To understand our failure, we should understand that if Fifa were a country, it would not look like Britain. It does not share our enthusiasm for democracy, openness and transparency. The narrow nationalist prism leads us to tut-tut and feel superior. Yet when it comes to China, soon to be a superpower, or Russia, whose television stations are yet to report any of the more embarrassing details for Vladimir Putin from the WikiLeaks mountain, or non-democratic, non-transparent countries in the Middle East, we are not averse to dealing with those countries as they are, not as we might wish them to be. WikiLeaks have provided ample fresh evidence of leaders saying one thing in public, and something very different in private. The Prime Minister, the future King and the country’s most famous global sporting icon have all experienced a similar phenomenon – of being told something to their face which a subsequent vote exposes as bare-faced lies. Not terribly British, maybe, but it happens, and the world moves on, to Russia, to Qatar, to countries where power is hard and ruthlessly expressed.
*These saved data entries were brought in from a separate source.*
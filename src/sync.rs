//! Mutex adapter for sharing a cache across threads.
//!
//! The policies themselves are single-threaded and lock-free; the capability
//! contract requires exclusive access per call. [`SyncCache`] supplies that
//! exclusion as a wrapper, so single-threaded users never pay for a lock
//! they did not ask for.
//!
//! Values are returned by clone: a reference into the cache cannot outlive
//! the lock guard.

use parking_lot::Mutex;

use crate::traits::{CoreCache, MutableCache};

/// Thread-safe wrapper around any cache policy.
///
/// # Example
///
/// ```
/// use std::sync::Arc;
/// use cachefront::policy::lru::LruCache;
/// use cachefront::sync::SyncCache;
///
/// let cache = Arc::new(SyncCache::new(LruCache::new(100)));
///
/// let handle = {
///     let cache = Arc::clone(&cache);
///     std::thread::spawn(move || {
///         cache.insert(1u64, "one".to_string());
///     })
/// };
/// handle.join().unwrap();
///
/// assert_eq!(cache.get_cloned(&1), Some("one".to_string()));
/// ```
#[derive(Debug)]
pub struct SyncCache<C> {
    inner: Mutex<C>,
}

impl<C> SyncCache<C> {
    /// Wraps `cache` in a mutex.
    pub fn new(cache: C) -> Self {
        Self {
            inner: Mutex::new(cache),
        }
    }

    /// Runs `f` with exclusive access to the underlying cache.
    ///
    /// Use this to batch several operations under one lock acquisition.
    pub fn with<R>(&self, f: impl FnOnce(&mut C) -> R) -> R {
        let mut guard = self.inner.lock();
        f(&mut guard)
    }

    /// Consumes the wrapper, returning the inner cache.
    pub fn into_inner(self) -> C {
        self.inner.into_inner()
    }

    /// Inserts a key-value pair, returning the previous value if present.
    pub fn insert<K, V>(&self, key: K, value: V) -> Option<V>
    where
        C: CoreCache<K, V>,
    {
        self.inner.lock().insert(key, value)
    }

    /// Gets a clone of the value for `key`, updating policy state on a hit.
    pub fn get_cloned<K, V>(&self, key: &K) -> Option<V>
    where
        C: CoreCache<K, V>,
        V: Clone,
    {
        self.inner.lock().get(key).cloned()
    }

    /// Checks if a key exists without updating access state.
    pub fn contains<K, V>(&self, key: &K) -> bool
    where
        C: CoreCache<K, V>,
    {
        self.inner.lock().contains(key)
    }

    /// Returns the number of live entries.
    pub fn len<K, V>(&self) -> usize
    where
        C: CoreCache<K, V>,
    {
        self.inner.lock().len()
    }

    /// Removes a key, returning its value if present.
    pub fn remove<K, V>(&self, key: &K) -> Option<V>
    where
        C: MutableCache<K, V>,
    {
        self.inner.lock().remove(key)
    }

    /// Clears all entries.
    pub fn clear<K, V>(&self)
    where
        C: CoreCache<K, V>,
    {
        self.inner.lock().clear()
    }
}
//! # Cache Trait Hierarchy
//!
//! This module defines the trait hierarchy for the cache subsystem, providing a
//! unified interface for the four eviction policies (FIFO, LRU, LFU, ARC) while
//! ensuring type safety and policy-appropriate operation sets.
//!
//! ## Architecture
//!
//! ```text
//!                ┌─────────────────────────────────────────┐
//!                │           ReadOnlyCache<K, V>           │
//!                │                                         │
//!                │  contains(&, &K) → bool                 │
//!                │  len(&) → usize                         │
//!                │  is_empty(&) → bool                     │
//!                │  capacity(&) → usize                    │
//!                └───────────────────┬─────────────────────┘
//!                                    │
//!                ┌───────────────────▼─────────────────────┐
//!                │            CoreCache<K, V>              │
//!                │                                         │
//!                │  insert(&mut, K, V) → Option<V>         │
//!                │  get(&mut, &K) → Option<&V>             │
//!                │  clear(&mut)                            │
//!                └──────────┬───────────────────┬──────────┘
//!                           │                   │
//!         ┌─────────────────▼──────┐   ┌────────▼────────────────┐
//!         │  FifoCacheTrait<K, V>  │   │   MutableCache<K, V>    │
//!         │                        │   │                         │
//!         │  pop_oldest() → (K, V) │   │  remove(&K) → Option<V> │
//!         │  peek_oldest()         │   │  remove_batch(&[K])     │
//!         │  pop_oldest_batch(n)   │   └──────┬───────────┬──────┘
//!         │                        │          │           │
//!         │  ⚠ No arbitrary        │   ┌──────▼─────┐ ┌───▼────────┐
//!         │    removal!            │   │ LruCache-  │ │ LfuCache-  │
//!         └────────────────────────┘   │ Trait      │ │ Trait      │
//!                                      │            │ │            │
//!                                      │ pop_lru()  │ │ pop_lfu()  │
//!                                      │ peek_lru() │ │ peek_lfu() │
//!                                      │ touch(&K)  │ │ frequency()│
//!                                      └────────────┘ └────────────┘
//! ```
//!
//! ## Trait Summary
//!
//! | Trait            | Extends        | Purpose                              |
//! |------------------|----------------|--------------------------------------|
//! | `ReadOnlyCache`  | -              | Side-effect-free introspection       |
//! | `CoreCache`      | `ReadOnlyCache`| Universal cache operations           |
//! | `MutableCache`   | `CoreCache`    | Adds arbitrary key removal           |
//! | `FifoCacheTrait` | `CoreCache`    | FIFO-specific (no remove!)           |
//! | `LruCacheTrait`  | `MutableCache` | LRU-specific with recency tracking   |
//! | `LfuCacheTrait`  | `MutableCache` | LFU-specific with frequency tracking |
//!
//! ## Why FIFO Doesn't Extend MutableCache
//!
//! FIFO caches evict in strict insertion order. Arbitrary removal would leave
//! holes in the insertion queue and muddle what "oldest" means, so
//! [`FifoCacheTrait`] extends [`CoreCache`] directly and offers only
//! order-respecting eviction (`pop_oldest`).
//!
//! ## Thread Safety
//!
//! Implementations are **not** thread-safe. Every call requires exclusive
//! access (`&mut self` or an external lock). ARC additionally extends this to
//! `get`, which rebalances internal lists on every hit.

/// Side-effect-free cache introspection.
///
/// Unlike [`CoreCache::get`], none of these operations affect eviction order
/// or access statistics.
pub trait ReadOnlyCache<K, V> {
    /// Checks if a key exists without updating access state.
    fn contains(&self, key: &K) -> bool;

    /// Returns the current number of live entries in the cache.
    ///
    /// For ARC this excludes ghost (history) records.
    fn len(&self) -> usize;

    /// Returns `true` if the cache contains no live entries.
    fn is_empty(&self) -> bool {
        self.len() == 0
    }

    /// Returns the maximum capacity of the cache.
    fn capacity(&self) -> usize;
}

/// Core cache operations that all caches support.
///
/// # Example
///
/// ```
/// use cachefront::traits::{CoreCache, ReadOnlyCache};
/// use cachefront::policy::lru::LruCache;
///
/// fn warm_cache<C: CoreCache<u64, String>>(cache: &mut C, data: &[(u64, String)]) {
///     for (key, value) in data {
///         cache.insert(*key, value.clone());
///     }
/// }
///
/// let mut cache = LruCache::new(100);
/// warm_cache(&mut cache, &[(1, "one".to_string()), (2, "two".to_string())]);
/// assert_eq!(cache.len(), 2);
/// ```
pub trait CoreCache<K, V>: ReadOnlyCache<K, V> {
    /// Inserts a key-value pair, returning the previous value if it existed.
    ///
    /// If the cache is at capacity, an entry may be evicted according to the
    /// cache's eviction policy before the new entry is inserted.
    fn insert(&mut self, key: K, value: V) -> Option<V>;

    /// Gets a reference to a value by key.
    ///
    /// May update internal state (recency, frequency) depending on the
    /// eviction policy. `None` signals a miss: the caller should consult its
    /// backing store and [`insert`](Self::insert) the result.
    fn get(&mut self, key: &K) -> Option<&V>;

    /// Removes all entries from the cache.
    fn clear(&mut self);
}

/// Caches that support arbitrary key-based removal.
///
/// Implemented by LRU, LFU, and ARC. FIFO caches intentionally do NOT
/// implement this trait because arbitrary removal would violate insertion
/// order; use [`FifoCacheTrait`] instead.
pub trait MutableCache<K, V>: CoreCache<K, V> {
    /// Removes a specific key-value pair.
    ///
    /// Returns the removed value if the key existed, or `None` if it didn't.
    fn remove(&mut self, key: &K) -> Option<V>;

    /// Removes multiple keys, returning removed values in input order.
    fn remove_batch(&mut self, keys: &[K]) -> Vec<Option<V>> {
        keys.iter().map(|k| self.remove(k)).collect()
    }
}

/// FIFO-specific operations that respect insertion order.
///
/// # Example
///
/// ```
/// use cachefront::traits::{CoreCache, FifoCacheTrait, ReadOnlyCache};
/// use cachefront::policy::fifo::FifoCache;
///
/// let mut cache = FifoCache::new(3);
/// cache.insert(1, "first");
/// cache.insert(2, "second");
///
/// assert_eq!(cache.peek_oldest(), Some((&1, &"first")));
/// assert_eq!(cache.pop_oldest(), Some((1, "first")));
/// assert_eq!(cache.len(), 1);
/// ```
pub trait FifoCacheTrait<K, V>: CoreCache<K, V> {
    /// Removes and returns the oldest entry (first inserted).
    fn pop_oldest(&mut self) -> Option<(K, V)>;

    /// Peeks at the oldest entry without removing it.
    fn peek_oldest(&self) -> Option<(&K, &V)>;

    /// Removes up to `count` oldest entries, oldest first.
    fn pop_oldest_batch(&mut self, count: usize) -> Vec<(K, V)> {
        (0..count).filter_map(|_| self.pop_oldest()).collect()
    }
}

/// LRU-specific operations that respect access order.
///
/// # Example
///
/// ```
/// use cachefront::traits::{CoreCache, LruCacheTrait};
/// use cachefront::policy::lru::LruCache;
///
/// let mut cache = LruCache::new(3);
/// cache.insert(1, "first");
/// cache.insert(2, "second");
///
/// // Key 1 is LRU; touching it makes key 2 the victim.
/// assert!(cache.touch(&1));
/// assert_eq!(cache.peek_lru().map(|(k, _)| *k), Some(2));
/// ```
pub trait LruCacheTrait<K, V>: MutableCache<K, V> {
    /// Removes and returns the least recently used entry.
    fn pop_lru(&mut self) -> Option<(K, V)>;

    /// Peeks at the LRU entry without removing it or updating recency.
    fn peek_lru(&self) -> Option<(&K, &V)>;

    /// Marks an entry as recently used without retrieving the value.
    ///
    /// Returns `true` if the key was found and touched.
    fn touch(&mut self, key: &K) -> bool;
}

/// LFU-specific operations that respect frequency order.
///
/// # Example
///
/// ```
/// use cachefront::traits::{CoreCache, LfuCacheTrait};
/// use cachefront::policy::lfu::LfuCache;
///
/// let mut cache = LfuCache::new(3);
/// cache.insert(1, "a");
/// cache.get(&1);
/// assert_eq!(cache.frequency(&1), Some(2));
/// ```
pub trait LfuCacheTrait<K, V>: MutableCache<K, V> {
    /// Removes and returns the least frequently used entry.
    ///
    /// Ties are broken by the oldest last access.
    fn pop_lfu(&mut self) -> Option<(K, V)>;

    /// Peeks at the LFU entry without removing it or counting an access.
    fn peek_lfu(&self) -> Option<(&K, &V)>;

    /// Returns the access frequency recorded for `key`, if present.
    fn frequency(&self, key: &K) -> Option<u64>;
}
We like the idea of freedom of the press, even if we don’t like a lot of what the media delivers up. We would rather live in a country where the media is frank, fearless and free to delve into the secretive workings of powerful organisations. Even if no Fifa voter can be found to say that UK media reporting of its business was a factor, we can be sure it occupied a space in the back of their minds. Of the 11 countries involved in the bidding process yesterday, nine came in the top 42 in the Press Freedom Index. Qatar is placed at 121, Russia at 140. If Fifa were a country, it would be closer to Qatar and Russia than Holland (3) or England (19).

Nor does Fifa share England’s view of itself. We love the Premier League. Many footballing bodies hate it. We go on and on and on about World Cup victory in 1966, decades after most of the rest of the world forgot about it, because countries as varied as Brazil, Argentina, Holland, Spain and Germany produced greater teams and greater football since. As the Prime Minister pointed out yesterday, he was not even alive to see Bobby Moore raised aloft in victory, yet still we cannot let go of ‘’66’ as the greatest moment in sporting history.

‘Football’s coming home’ was one of the best nationalist prism football songs ever written, but the constant reminders that ‘we gave the world the game’ simply grate with Fifa, who are more interested in giving the game to the world, taking it to parts of the planet where it has yet to reach the saturation point it has reached here.

We either have to play the game, or change the rules of the game; and if we can’t change the rules, we may as well accept that England will only host the World Cup in the event of an emergency in Brazil, Russia, Qatar, or those awarded hosting rights theraeafter. Meanwhile, roll on 2012. Britain united, the world invited.